Your assignment
Reply only with how many lines of the listing below hold the word "required".
========
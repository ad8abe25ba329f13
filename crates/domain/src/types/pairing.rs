//! Pairing (multi-day trip) offers

use std::collections::HashSet;
use std::time::Duration;

use chrono::NaiveDate;
use serde::{Deserialize, Serialize};
use serde_json::Value;

use super::duty_period::DutyPeriod;
use crate::utils::json::{decode, id_string, required};
use crate::Result;

/// A rest period between two duty periods of a pairing
#[derive(Debug, Clone, Copy, PartialEq, Eq, Serialize, Deserialize)]
pub struct RestPeriod {
    pub duration: Duration,
}

/// A multi-day trip offer
///
/// `duty_periods` stays empty until the pairing has been enriched from its
/// details endpoint; `rest_periods` comes with the summary.
#[derive(Debug, Clone, PartialEq, Eq, Serialize, Deserialize)]
pub struct Pairing {
    pub id: String,
    pub code: Option<String>,
    pub scheduled_departure_date: NaiveDate,
    pub scheduled_arrival_date: NaiveDate,
    /// IATA codes of the airports where the crew overnights
    pub stopovers: Vec<String>,
    pub total_on_days: u32,
    pub rest_periods: Vec<RestPeriod>,
    pub duty_periods: Vec<DutyPeriod>,
}

impl Pairing {
    /// Build a pairing from one entry of a pairing-requests page.
    ///
    /// # Errors
    /// Returns [`crate::CrewConnectError::Schema`] when the identifier or a
    /// scheduled date is missing.
    pub fn from_raw(raw: &Value) -> Result<Self> {
        let dto: PairingDto = decode("Pairing", raw)?;

        Ok(Self {
            id: required(dto.id.as_ref().and_then(id_string), "Pairing", "id")?,
            code: dto.pairing_code,
            scheduled_departure_date: required(
                dto.scheduled_departure_date,
                "Pairing",
                "scheduledDepartureDate",
            )?,
            scheduled_arrival_date: required(
                dto.scheduled_arrival_date,
                "Pairing",
                "scheduledArrivalDate",
            )?,
            stopovers: dto.stopovers.unwrap_or_default(),
            total_on_days: dto.total_on_days.unwrap_or_default(),
            rest_periods: dto
                .rest_periods
                .unwrap_or_default()
                .into_iter()
                .map(|rest| RestPeriod { duration: Duration::from_secs(rest.duration) })
                .collect(),
            duty_periods: Vec::new(),
        })
    }

    /// Replace the duty periods with those of a details response.
    ///
    /// # Errors
    /// Returns a schema error when `dutyPeriods` is present but malformed.
    pub fn apply_details(&mut self, raw: &Value) -> Result<()> {
        let dto: PairingDetailsDto = decode("PairingDetails", raw)?;
        self.duty_periods = dto
            .duty_periods
            .unwrap_or_default()
            .iter()
            .map(DutyPeriod::from_raw)
            .collect::<Result<_>>()?;
        Ok(())
    }

    /// True when any day of `[departure, arrival]` is in `dates`.
    #[must_use]
    pub fn overlaps_any(&self, dates: &HashSet<NaiveDate>) -> bool {
        dates
            .iter()
            .any(|date| (self.scheduled_departure_date..=self.scheduled_arrival_date).contains(date))
    }

    /// True when the pairing overnights at any airport of `airports`.
    #[must_use]
    pub fn stops_at_any(&self, airports: &HashSet<String>) -> bool {
        self.stopovers.iter().any(|stopover| airports.contains(stopover))
    }

    /// Arithmetic mean of rest-period durations in seconds; zero when there
    /// are none.
    #[must_use]
    pub fn mean_rest_secs(&self) -> f64 {
        mean_secs(self.rest_periods.iter().map(|rest| rest.duration))
    }

    /// Arithmetic mean of duty-period block times in seconds; zero before
    /// enrichment.
    #[must_use]
    pub fn mean_block_secs(&self) -> f64 {
        mean_secs(self.duty_periods.iter().map(|duty| duty.block_time))
    }

    /// Number of calendar days between departure and arrival, inclusive.
    #[must_use]
    pub fn span_days(&self) -> i64 {
        (self.scheduled_arrival_date - self.scheduled_departure_date).num_days() + 1
    }
}

#[allow(clippy::cast_precision_loss)]
fn mean_secs(durations: impl Iterator<Item = Duration>) -> f64 {
    let (total, count) =
        durations.fold((0.0_f64, 0_usize), |(total, count), d| (total + d.as_secs_f64(), count + 1));
    if count == 0 {
        0.0
    } else {
        total / count as f64
    }
}

#[derive(Debug, Deserialize)]
#[serde(rename_all = "camelCase")]
struct PairingDto {
    id: Option<Value>,
    pairing_code: Option<String>,
    scheduled_departure_date: Option<NaiveDate>,
    scheduled_arrival_date: Option<NaiveDate>,
    stopovers: Option<Vec<String>>,
    total_on_days: Option<u32>,
    rest_periods: Option<Vec<RestPeriodDto>>,
}

#[derive(Debug, Deserialize)]
struct RestPeriodDto {
    duration: u64,
}

#[derive(Debug, Deserialize)]
#[serde(rename_all = "camelCase")]
struct PairingDetailsDto {
    duty_periods: Option<Vec<Value>>,
}
//! `crewconnect` - crew schedule and pairing options from the command line

mod cli;
mod commands;
mod context;
mod prompt;

use clap::Parser;
use tracing::{debug, error};

use crate::cli::{Cli, Command};
use crate::context::AppContext;

#[tokio::main]
async fn main() -> std::process::ExitCode {
    // Load .env before the subscriber reads RUST_LOG
    let dotenv = dotenvy::dotenv();
    crewconnect_infra::init_tracing();
    match dotenv {
        Ok(path) => debug!(path = %path.display(), "loaded .env"),
        Err(e) => debug!(error = %e, "no .env file loaded"),
    }

    let cli = Cli::parse();
    match run(cli).await {
        Ok(()) => std::process::ExitCode::SUCCESS,
        Err(e) => {
            error!("{e:#}");
            std::process::ExitCode::FAILURE
        }
    }
}

async fn run(cli: Cli) -> anyhow::Result<()> {
    let config = match cli.config {
        Some(path) => crewconnect_infra::config::load_from_file(Some(path))?,
        None => crewconnect_infra::config::load()?,
    };

    let ctx = AppContext::connect(config).await?;

    let output = match cli.command {
        Command::Schedule(args) => commands::schedule::run(&ctx, &args).await?,
        Command::Pairings(args) => commands::pairings::run(&ctx, args).await?,
    };

    println!("{}", serde_json::to_string_pretty(&output)?);
    Ok(())
}
//! Passenger and freight load figures attached to a sector

use serde::{Deserialize, Serialize};
use serde_json::Value;

use crate::utils::json::decode;
use crate::Result;

/// Passenger counts per cabin class
///
/// `expected_*` come from reservations, `booked_*` from check-in and the
/// plain counts from the load sheet. Every figure is optional because the
/// backend fills them progressively as the departure approaches.
#[derive(Debug, Clone, Default, PartialEq, Eq, Serialize, Deserialize)]
#[serde(rename_all = "camelCase", default)]
pub struct PassengerInfo {
    pub total_pax_from_mvt: Option<u32>,
    pub expected_pax_f: Option<u32>,
    pub expected_pax_c: Option<u32>,
    pub expected_pax_w: Option<u32>,
    pub expected_pax_y: Option<u32>,
    pub expected_pax_infant: Option<u32>,
    pub expected_pax_pad: Option<u32>,
    pub pax_f: Option<u32>,
    pub pax_c: Option<u32>,
    pub pax_w: Option<u32>,
    pub pax_y: Option<u32>,
    pub pax_pad: Option<u32>,
    pub pax_male: Option<u32>,
    pub pax_female: Option<u32>,
    pub pax_infant: Option<u32>,
    pub booked_pax_f: Option<u32>,
    pub booked_pax_c: Option<u32>,
    pub booked_pax_w: Option<u32>,
    pub booked_pax_y: Option<u32>,
    pub booked_pax_infant: Option<u32>,
    pub booked_pax_pad: Option<u32>,
    pub pax_adults: Option<u32>,
    pub pax_children: Option<u32>,
}

impl PassengerInfo {
    pub fn from_raw(raw: &Value) -> Result<Self> {
        decode("PassengerInfo", raw)
    }

    /// Seated passengers from the load sheet, summed over all cabins.
    ///
    /// Returns `None` until at least one cabin figure is known. Saturates at
    /// `u32::MAX`.
    #[must_use]
    pub fn seated_total(&self) -> Option<u32> {
        [self.pax_f, self.pax_c, self.pax_w, self.pax_y]
            .into_iter()
            .flatten()
            .fold(None, |acc, n| Some(acc.unwrap_or(0).saturating_add(n)))
    }
}

/// Hold load in kilograms
#[derive(Debug, Clone, Default, PartialEq, Serialize, Deserialize)]
#[serde(rename_all = "camelCase", default)]
pub struct FreightInfo {
    pub freight_weight: Option<f64>,
    pub mail_weight: Option<f64>,
    pub baggage_weight: Option<f64>,
}

impl FreightInfo {
    pub fn from_raw(raw: &Value) -> Result<Self> {
        decode("FreightInfo", raw)
    }
}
========
Response to this task
4